Objective: Compare invasive mechanical ventilation (IMV) use between older Asian and White decedents with hospitalization in the last 30 days of life.
Design: Population-based retrospective cohort study.
Participants: A 20% random sample of 2000-2017 Medicare fee-for-service decedents who were 66 years or older and had a hospitalization in the last 30 days of life.
Exposure: White and Asian ethnicity as collected by the Social Security Administration.
Main measures: We identified IMV using validated procedural codes. We compared IMV use between Asian and White fee-for-service decedents using random-effects logistic regression analysis, adjusting for sociodemographics, admitting diagnosis, comorbidities, and secular trends.

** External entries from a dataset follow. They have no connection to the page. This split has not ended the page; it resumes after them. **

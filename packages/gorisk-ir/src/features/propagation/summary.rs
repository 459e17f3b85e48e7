//! Function summaries
//!
//! The per-context record every downstream analysis (taint, reachability
//! reporting, explain) consumes. Sources, sinks and sanitizers are the
//! taxonomy-classified subsets of the summary's effects.

use super::context::ContextNode;
use crate::shared::models::{CallEdge, Capability, CapabilitySet};
use serde::{Deserialize, Serialize};
use std::collections::BTreeSet;

#[derive(Debug, Clone, Serialize, Deserialize)]
#[serde(rename_all = "camelCase")]
pub struct FunctionSummary {
    pub node: ContextNode,

    /// Effects classified as taint sources (`env`, `network`, `fs:read`).
    pub sources: BTreeSet<Capability>,

    /// Effects classified as taint sinks (`exec`, `unsafe`).
    pub sinks: BTreeSet<Capability>,

    /// Effects classified as sanitizers (`crypto`).
    pub sanitizers: BTreeSet<Capability>,

    /// All capabilities, direct and transitive.
    pub effects: BTreeSet<Capability>,

    /// Capabilities classified direct at this node.
    pub direct: BTreeSet<Capability>,

    /// Transitive capability set with decayed evidence.
    pub transitive: CapabilitySet,

    /// Deepest hop that contributed a capability.
    pub depth: u32,

    /// Mean evidence confidence across all effects; 1.0 with no evidence.
    pub confidence: f64,

    /// Call edges that delivered transitive capabilities to this node.
    pub call_stack: Vec<CallEdge>,

    /// Fixpoint pass at which this node last changed.
    pub iteration: u32,
}

impl FunctionSummary {
    pub fn new(
        node: ContextNode,
        direct_caps: &CapabilitySet,
        transitive: CapabilitySet,
        depth: u32,
        call_stack: Vec<CallEdge>,
        iteration: u32,
    ) -> FunctionSummary {
        let direct: BTreeSet<Capability> = direct_caps.capabilities().collect();
        let mut effects = direct.clone();
        effects.extend(transitive.capabilities());

        let sources = effects.iter().copied().filter(|c| c.is_source()).collect();
        let sinks = effects.iter().copied().filter(|c| c.is_sink()).collect();
        let sanitizers = effects
            .iter()
            .copied()
            .filter(|c| c.is_sanitizer())
            .collect();

        let mut count = 0usize;
        let mut total = 0.0f64;
        for set in [direct_caps, &transitive] {
            for (_, evidence) in set.iter() {
                for ev in evidence {
                    count += 1;
                    total += ev.confidence;
                }
            }
        }
        let confidence = if count == 0 { 1.0 } else { total / count as f64 };

        FunctionSummary {
            node,
            sources,
            sinks,
            sanitizers,
            effects,
            direct,
            transitive,
            depth,
            confidence,
            call_stack,
            iteration,
        }
    }

    /// A source and a sink coexist in this summary.
    pub fn has_taint_pair(&self) -> bool {
        !self.sources.is_empty() && !self.sinks.is_empty()
    }
}

#[cfg(test)]
mod tests {
    use super::*;
    use crate::shared::models::{Evidence, EvidenceVia, Symbol};

    #[test]
    fn test_classification() {
        let mut direct = CapabilitySet::new();
        direct.add(
            Capability::Network,
            Evidence::new("a.go", 1, "http.Get", EvidenceVia::CallSite, 0.75),
        );
        let mut transitive = CapabilitySet::new();
        transitive.add(
            Capability::Exec,
            Evidence::new("b.go", 2, "exec.Command (transitive via p.b)", EvidenceVia::Transitive, 0.525),
        );

        let node = ContextNode::insensitive(Symbol::func("p", "a"));
        let summary = FunctionSummary::new(node, &direct, transitive, 1, Vec::new(), 1);

        assert!(summary.sources.contains(&Capability::Network));
        assert!(summary.sinks.contains(&Capability::Exec));
        assert!(summary.sanitizers.is_empty());
        assert!(summary.has_taint_pair());
        assert!((summary.confidence - (0.75 + 0.525) / 2.0).abs() < 1e-9);
    }

    #[test]
    fn test_empty_summary_confidence_is_one() {
        let node = ContextNode::insensitive(Symbol::func("p", "quiet"));
        let summary =
            FunctionSummary::new(node, &CapabilitySet::new(), CapabilitySet::new(), 0, vec![], 0);
        assert_eq!(summary.confidence, 1.0);
        assert!(!summary.has_taint_pair());
    }
}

Key results: From 2000 to 2017, we identified 2.1 million White (54.5% female, 82.4±8.1 mean age) and 28,328 Asian (50.8% female, 82.6±8.1 mean age) Medicare fee-for-service decedents hospitalized in the last 30 days. Compared to White decedents, Asian fee-for-service decedents have an increased adjusted odds ratio (AOR) of 1.42 (95%CI: 1.38-1.47) for IMV. In sub-analyses, Asians' AOR for IMV differed by admitting diagnoses (cancer AOR=1.32, 95%CI: 1.15-1.51; congestive heart failure AOR=1.75, 95%CI: 1.47-2.08; dementia AOR=1.93, 95%CI: 1.70-2.20; and chronic obstructive pulmonary disease AOR=2.25, 95%CI: 1.76-2.89).
Conclusions: Compared to White decedents, Asian Medicare decedents are more likely to receive IMV when hospitalized at the end-of-life, especially among patients with non-cancer admitting diagnoses. Future research to better understand the reasons for these differences and perceived quality of end-of-life care among Asian Americans is urgently needed.
Keywords: Asian; disparities; end-of-life; geriatric; ventilation.
© 2021. Society of General Internal Medicine.